> _About this task_
Check each line of the material below for the string "members", then report how many lines have it, and nothing else.

> _Provided material_
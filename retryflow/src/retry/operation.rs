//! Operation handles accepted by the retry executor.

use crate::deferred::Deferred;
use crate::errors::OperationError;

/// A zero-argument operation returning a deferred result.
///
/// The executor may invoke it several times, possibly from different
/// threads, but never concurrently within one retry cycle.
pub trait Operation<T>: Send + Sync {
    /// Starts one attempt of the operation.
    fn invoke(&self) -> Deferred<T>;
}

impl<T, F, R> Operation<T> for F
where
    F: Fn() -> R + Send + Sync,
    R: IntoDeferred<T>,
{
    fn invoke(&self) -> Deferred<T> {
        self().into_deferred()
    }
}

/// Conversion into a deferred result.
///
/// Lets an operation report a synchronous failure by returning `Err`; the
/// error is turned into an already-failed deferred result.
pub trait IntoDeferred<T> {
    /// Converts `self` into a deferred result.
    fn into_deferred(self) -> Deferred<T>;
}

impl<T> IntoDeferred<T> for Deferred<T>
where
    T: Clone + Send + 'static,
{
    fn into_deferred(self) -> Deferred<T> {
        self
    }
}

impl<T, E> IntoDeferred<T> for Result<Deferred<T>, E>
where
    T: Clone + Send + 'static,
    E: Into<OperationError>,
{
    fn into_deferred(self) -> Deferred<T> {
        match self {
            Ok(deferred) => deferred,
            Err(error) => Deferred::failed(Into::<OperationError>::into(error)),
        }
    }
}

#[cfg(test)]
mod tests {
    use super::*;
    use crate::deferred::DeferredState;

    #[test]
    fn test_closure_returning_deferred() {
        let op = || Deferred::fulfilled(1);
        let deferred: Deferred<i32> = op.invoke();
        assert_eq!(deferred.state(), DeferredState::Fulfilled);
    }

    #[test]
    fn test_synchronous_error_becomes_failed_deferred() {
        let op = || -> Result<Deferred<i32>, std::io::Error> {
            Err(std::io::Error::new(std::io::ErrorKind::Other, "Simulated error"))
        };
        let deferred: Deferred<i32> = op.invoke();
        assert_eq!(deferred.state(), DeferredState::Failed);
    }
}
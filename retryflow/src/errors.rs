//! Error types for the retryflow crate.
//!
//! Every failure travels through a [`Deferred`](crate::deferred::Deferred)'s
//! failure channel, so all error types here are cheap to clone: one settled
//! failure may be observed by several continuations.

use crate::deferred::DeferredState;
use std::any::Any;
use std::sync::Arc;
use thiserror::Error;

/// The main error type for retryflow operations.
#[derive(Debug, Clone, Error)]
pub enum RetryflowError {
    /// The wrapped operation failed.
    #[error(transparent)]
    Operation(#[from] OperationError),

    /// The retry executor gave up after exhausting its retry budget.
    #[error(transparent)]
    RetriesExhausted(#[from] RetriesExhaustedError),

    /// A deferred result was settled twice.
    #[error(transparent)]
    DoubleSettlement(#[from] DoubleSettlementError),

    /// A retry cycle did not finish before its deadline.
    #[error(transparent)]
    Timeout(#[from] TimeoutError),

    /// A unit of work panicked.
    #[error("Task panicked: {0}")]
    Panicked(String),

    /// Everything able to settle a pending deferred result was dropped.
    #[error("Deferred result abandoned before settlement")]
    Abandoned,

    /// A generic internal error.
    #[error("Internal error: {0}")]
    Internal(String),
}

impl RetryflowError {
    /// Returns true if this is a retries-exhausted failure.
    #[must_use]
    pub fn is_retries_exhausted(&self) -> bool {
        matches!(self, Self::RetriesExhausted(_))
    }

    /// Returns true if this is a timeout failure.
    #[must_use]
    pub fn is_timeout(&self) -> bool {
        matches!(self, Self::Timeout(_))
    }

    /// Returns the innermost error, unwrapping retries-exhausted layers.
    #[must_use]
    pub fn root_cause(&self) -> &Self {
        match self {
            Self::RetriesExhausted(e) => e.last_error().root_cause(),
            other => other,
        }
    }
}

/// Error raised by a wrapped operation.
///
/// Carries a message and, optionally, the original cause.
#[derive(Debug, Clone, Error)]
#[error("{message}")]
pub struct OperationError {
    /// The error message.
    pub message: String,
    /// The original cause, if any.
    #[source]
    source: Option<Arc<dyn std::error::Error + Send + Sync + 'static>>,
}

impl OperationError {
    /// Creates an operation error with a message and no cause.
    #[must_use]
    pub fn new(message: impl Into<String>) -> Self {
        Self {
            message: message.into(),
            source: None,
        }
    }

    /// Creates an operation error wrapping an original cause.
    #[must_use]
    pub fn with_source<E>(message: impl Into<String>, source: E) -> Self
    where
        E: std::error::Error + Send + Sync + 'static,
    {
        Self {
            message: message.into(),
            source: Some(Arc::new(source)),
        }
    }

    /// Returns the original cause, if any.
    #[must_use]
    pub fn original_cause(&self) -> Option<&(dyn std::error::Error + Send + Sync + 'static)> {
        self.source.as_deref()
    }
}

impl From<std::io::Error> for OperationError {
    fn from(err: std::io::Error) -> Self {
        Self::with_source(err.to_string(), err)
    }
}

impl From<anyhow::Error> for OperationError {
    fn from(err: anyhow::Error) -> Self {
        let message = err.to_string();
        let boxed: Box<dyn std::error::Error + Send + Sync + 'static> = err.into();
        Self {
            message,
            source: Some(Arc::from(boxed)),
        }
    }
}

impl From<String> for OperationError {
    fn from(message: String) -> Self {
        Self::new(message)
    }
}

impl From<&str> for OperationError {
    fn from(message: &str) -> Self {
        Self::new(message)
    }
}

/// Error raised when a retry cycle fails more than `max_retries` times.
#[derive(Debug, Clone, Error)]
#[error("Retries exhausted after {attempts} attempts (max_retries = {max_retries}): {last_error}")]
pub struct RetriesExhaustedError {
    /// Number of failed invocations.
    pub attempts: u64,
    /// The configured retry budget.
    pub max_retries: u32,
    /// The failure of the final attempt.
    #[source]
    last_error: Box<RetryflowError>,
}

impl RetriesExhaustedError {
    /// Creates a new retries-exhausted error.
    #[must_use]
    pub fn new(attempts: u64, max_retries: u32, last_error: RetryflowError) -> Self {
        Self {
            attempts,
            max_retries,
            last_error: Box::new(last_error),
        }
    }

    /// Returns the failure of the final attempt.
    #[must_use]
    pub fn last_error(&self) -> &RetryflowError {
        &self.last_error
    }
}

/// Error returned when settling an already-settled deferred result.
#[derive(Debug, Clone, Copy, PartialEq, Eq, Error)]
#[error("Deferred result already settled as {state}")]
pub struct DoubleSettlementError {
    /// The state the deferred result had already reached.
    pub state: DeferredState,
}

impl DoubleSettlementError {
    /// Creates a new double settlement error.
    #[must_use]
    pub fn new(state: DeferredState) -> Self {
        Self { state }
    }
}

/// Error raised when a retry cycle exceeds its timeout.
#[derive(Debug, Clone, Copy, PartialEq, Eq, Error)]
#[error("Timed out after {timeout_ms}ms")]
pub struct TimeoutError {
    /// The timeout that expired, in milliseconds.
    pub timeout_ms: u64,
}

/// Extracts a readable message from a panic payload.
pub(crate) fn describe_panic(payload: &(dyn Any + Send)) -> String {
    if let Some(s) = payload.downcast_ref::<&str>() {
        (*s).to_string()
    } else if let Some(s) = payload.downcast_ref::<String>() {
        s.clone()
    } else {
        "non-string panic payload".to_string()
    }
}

---

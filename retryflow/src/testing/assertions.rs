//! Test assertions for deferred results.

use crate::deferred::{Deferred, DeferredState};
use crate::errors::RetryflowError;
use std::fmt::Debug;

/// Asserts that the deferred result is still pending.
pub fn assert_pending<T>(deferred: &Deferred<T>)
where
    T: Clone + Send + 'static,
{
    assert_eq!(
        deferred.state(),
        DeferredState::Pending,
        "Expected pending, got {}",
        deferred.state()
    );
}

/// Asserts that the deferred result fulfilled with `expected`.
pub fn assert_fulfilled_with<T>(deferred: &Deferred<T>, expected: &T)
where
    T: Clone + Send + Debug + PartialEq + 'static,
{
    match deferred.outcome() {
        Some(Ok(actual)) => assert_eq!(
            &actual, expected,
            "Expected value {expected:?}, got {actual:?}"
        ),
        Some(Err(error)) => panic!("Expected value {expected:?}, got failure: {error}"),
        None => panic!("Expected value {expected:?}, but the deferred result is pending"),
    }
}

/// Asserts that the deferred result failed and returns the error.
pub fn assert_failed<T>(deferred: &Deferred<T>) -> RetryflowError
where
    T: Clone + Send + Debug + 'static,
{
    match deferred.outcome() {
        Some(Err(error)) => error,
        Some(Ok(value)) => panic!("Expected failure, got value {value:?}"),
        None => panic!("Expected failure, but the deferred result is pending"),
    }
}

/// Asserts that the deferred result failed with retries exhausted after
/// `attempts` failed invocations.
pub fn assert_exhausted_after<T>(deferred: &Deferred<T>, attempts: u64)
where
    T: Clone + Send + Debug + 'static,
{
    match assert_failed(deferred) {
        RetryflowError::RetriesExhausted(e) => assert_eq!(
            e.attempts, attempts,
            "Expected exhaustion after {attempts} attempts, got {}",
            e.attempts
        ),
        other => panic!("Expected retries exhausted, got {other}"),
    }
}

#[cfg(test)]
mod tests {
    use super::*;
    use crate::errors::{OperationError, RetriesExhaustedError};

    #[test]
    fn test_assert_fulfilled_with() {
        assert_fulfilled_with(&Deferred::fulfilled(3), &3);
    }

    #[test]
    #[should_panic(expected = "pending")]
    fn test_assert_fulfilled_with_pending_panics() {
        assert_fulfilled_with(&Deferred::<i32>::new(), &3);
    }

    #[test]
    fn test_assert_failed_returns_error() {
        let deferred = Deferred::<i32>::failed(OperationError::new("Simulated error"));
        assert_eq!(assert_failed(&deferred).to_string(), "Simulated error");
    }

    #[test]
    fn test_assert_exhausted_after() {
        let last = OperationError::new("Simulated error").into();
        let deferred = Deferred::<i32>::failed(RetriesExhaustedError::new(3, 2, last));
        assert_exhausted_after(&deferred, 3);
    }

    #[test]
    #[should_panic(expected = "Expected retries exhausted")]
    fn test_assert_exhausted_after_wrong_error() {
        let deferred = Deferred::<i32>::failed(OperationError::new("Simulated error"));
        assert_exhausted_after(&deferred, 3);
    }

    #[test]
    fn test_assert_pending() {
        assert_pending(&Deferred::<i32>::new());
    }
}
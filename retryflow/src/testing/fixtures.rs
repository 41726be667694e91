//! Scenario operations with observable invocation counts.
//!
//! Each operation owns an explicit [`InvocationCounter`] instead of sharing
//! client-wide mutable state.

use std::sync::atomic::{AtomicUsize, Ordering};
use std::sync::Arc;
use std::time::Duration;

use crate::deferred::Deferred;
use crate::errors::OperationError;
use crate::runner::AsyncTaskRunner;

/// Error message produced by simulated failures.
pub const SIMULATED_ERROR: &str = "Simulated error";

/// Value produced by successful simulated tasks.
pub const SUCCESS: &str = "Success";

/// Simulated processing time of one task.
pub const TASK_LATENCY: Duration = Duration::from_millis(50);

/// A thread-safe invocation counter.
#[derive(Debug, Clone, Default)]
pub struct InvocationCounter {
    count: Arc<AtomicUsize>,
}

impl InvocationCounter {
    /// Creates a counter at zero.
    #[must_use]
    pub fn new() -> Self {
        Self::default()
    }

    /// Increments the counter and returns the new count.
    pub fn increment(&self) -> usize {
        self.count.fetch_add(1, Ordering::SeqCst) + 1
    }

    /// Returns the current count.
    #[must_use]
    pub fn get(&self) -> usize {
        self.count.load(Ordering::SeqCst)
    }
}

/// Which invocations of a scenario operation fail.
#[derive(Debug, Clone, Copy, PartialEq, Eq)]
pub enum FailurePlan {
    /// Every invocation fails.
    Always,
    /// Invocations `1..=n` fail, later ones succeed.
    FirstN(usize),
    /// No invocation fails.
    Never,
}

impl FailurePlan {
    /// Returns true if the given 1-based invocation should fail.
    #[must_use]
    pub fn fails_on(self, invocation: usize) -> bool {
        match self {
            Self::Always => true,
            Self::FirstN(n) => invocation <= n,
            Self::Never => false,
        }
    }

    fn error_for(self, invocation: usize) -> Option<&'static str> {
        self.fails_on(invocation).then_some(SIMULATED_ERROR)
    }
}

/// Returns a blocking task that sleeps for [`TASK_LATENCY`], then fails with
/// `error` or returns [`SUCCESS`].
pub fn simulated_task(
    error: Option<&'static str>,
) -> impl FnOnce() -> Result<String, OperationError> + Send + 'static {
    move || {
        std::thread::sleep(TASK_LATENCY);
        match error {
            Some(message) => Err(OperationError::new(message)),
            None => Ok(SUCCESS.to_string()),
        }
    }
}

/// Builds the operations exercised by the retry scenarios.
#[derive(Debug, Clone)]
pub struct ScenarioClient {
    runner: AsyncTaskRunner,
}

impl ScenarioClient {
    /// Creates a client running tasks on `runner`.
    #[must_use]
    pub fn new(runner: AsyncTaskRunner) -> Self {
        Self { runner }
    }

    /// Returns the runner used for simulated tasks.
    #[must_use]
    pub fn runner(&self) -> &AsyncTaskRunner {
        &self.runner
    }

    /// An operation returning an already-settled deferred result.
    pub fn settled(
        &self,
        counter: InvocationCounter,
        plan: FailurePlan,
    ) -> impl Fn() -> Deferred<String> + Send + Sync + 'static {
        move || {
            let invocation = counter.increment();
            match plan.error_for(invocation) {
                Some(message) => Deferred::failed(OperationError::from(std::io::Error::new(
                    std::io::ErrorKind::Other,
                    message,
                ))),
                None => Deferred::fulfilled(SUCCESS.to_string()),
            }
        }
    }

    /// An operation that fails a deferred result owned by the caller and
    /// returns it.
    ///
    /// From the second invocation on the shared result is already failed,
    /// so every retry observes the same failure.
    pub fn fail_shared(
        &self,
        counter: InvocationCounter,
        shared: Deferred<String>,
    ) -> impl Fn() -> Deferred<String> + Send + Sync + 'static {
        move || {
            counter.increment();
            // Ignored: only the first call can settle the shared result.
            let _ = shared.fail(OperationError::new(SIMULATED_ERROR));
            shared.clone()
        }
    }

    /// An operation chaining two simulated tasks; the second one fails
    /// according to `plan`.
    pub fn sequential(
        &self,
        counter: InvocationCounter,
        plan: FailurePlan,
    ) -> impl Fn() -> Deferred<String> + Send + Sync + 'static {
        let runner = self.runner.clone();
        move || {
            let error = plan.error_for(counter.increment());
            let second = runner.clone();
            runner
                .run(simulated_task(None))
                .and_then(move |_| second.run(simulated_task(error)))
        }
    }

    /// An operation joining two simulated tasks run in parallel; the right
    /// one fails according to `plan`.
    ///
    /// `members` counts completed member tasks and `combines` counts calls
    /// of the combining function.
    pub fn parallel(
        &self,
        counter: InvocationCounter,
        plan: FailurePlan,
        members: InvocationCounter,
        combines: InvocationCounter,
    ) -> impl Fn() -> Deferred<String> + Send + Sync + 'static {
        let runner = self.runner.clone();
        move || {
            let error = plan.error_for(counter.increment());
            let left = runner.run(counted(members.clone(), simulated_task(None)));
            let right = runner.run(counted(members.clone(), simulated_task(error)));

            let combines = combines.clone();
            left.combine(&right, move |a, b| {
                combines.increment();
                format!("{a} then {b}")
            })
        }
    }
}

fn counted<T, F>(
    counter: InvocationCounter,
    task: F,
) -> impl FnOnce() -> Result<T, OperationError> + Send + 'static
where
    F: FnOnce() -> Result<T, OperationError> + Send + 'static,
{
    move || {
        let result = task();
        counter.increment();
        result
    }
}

--

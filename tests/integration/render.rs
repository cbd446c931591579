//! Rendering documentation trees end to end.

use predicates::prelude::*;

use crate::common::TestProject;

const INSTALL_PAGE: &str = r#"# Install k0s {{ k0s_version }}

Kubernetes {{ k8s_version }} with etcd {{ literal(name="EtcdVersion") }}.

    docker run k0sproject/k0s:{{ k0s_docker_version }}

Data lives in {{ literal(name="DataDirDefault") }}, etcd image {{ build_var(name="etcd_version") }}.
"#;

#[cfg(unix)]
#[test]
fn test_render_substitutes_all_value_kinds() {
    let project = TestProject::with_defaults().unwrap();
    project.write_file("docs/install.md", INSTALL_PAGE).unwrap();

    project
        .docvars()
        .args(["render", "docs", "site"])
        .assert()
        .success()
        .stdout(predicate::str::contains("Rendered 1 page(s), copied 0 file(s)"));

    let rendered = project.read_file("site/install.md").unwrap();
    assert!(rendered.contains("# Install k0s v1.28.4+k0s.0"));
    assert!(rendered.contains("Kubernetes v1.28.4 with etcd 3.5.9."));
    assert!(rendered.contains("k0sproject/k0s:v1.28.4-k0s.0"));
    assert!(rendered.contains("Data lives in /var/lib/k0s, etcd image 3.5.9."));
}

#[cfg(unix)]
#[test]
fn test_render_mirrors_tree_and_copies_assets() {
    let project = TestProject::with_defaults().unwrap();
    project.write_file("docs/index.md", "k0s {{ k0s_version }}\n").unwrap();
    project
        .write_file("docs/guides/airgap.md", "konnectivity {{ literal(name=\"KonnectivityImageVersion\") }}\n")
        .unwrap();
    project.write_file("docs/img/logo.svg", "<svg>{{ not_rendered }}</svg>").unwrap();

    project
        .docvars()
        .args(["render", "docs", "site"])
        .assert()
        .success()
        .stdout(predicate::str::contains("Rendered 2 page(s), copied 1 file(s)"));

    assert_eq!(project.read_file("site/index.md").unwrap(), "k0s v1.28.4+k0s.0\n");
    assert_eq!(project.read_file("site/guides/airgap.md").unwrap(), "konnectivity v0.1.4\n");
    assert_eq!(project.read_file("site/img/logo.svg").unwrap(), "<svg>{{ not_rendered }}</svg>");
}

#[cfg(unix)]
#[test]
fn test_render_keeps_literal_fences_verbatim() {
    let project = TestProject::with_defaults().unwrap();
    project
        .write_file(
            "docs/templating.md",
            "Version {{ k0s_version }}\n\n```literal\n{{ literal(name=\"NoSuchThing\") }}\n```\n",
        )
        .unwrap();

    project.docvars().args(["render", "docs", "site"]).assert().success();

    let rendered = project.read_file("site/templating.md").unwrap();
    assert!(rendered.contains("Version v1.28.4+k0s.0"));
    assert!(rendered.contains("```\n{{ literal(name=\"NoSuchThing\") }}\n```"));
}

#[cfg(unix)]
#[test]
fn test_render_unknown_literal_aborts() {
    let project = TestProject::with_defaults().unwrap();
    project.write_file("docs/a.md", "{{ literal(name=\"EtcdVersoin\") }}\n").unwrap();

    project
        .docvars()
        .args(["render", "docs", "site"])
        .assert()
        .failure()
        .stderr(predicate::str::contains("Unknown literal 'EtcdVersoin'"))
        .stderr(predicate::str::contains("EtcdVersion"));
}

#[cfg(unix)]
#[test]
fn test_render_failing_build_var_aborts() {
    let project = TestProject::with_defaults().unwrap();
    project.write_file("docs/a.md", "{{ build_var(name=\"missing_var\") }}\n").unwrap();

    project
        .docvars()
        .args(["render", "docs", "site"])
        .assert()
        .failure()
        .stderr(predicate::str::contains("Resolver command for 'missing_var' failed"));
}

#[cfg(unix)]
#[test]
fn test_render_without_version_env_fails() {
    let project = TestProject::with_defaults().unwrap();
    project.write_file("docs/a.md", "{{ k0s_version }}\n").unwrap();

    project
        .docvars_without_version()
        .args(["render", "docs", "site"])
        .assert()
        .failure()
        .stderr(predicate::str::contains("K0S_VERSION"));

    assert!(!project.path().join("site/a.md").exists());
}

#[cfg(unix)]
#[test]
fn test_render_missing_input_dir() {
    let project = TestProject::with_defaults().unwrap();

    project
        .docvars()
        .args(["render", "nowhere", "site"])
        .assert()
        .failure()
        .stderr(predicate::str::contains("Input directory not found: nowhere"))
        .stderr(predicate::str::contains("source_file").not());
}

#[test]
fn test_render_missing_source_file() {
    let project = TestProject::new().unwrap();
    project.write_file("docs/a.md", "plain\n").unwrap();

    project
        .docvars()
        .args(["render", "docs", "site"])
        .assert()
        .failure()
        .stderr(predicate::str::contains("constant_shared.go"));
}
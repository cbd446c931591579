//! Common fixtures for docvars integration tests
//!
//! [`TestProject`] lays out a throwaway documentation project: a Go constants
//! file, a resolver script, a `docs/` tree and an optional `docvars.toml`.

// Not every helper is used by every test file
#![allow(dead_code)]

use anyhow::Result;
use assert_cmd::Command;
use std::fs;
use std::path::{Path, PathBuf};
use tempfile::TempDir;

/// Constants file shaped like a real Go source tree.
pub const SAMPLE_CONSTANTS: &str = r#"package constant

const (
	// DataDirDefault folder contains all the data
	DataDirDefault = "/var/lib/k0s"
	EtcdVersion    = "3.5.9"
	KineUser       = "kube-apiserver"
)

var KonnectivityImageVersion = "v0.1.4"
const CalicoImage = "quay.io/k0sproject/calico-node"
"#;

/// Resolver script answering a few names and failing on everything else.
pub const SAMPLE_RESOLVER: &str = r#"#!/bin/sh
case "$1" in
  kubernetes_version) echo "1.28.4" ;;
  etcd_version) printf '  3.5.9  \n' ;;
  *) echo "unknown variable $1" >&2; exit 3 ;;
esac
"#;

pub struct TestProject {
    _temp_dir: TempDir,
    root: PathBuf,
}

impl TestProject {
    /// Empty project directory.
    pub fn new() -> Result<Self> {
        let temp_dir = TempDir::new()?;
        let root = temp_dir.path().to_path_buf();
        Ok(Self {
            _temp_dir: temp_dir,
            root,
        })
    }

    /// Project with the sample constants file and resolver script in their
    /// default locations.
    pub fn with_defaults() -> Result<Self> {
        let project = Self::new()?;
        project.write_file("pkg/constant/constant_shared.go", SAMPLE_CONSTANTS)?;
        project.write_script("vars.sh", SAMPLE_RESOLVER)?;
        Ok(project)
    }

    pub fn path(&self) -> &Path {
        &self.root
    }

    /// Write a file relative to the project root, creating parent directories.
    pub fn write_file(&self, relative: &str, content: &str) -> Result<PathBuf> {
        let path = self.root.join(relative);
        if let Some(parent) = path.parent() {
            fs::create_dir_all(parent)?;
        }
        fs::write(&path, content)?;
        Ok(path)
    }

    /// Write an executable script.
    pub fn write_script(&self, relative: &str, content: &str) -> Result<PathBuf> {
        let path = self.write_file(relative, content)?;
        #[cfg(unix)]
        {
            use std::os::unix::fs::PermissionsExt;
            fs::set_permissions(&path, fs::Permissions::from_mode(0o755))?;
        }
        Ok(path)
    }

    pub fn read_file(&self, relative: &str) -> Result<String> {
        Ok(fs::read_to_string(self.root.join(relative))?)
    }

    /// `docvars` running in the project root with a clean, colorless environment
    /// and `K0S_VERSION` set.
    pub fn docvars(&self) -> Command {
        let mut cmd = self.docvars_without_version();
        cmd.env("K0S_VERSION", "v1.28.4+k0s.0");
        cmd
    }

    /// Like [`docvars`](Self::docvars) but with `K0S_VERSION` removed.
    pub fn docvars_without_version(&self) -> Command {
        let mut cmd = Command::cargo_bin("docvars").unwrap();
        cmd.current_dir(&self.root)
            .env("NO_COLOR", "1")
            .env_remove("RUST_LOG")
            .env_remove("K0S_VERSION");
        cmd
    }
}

> _Task result_
4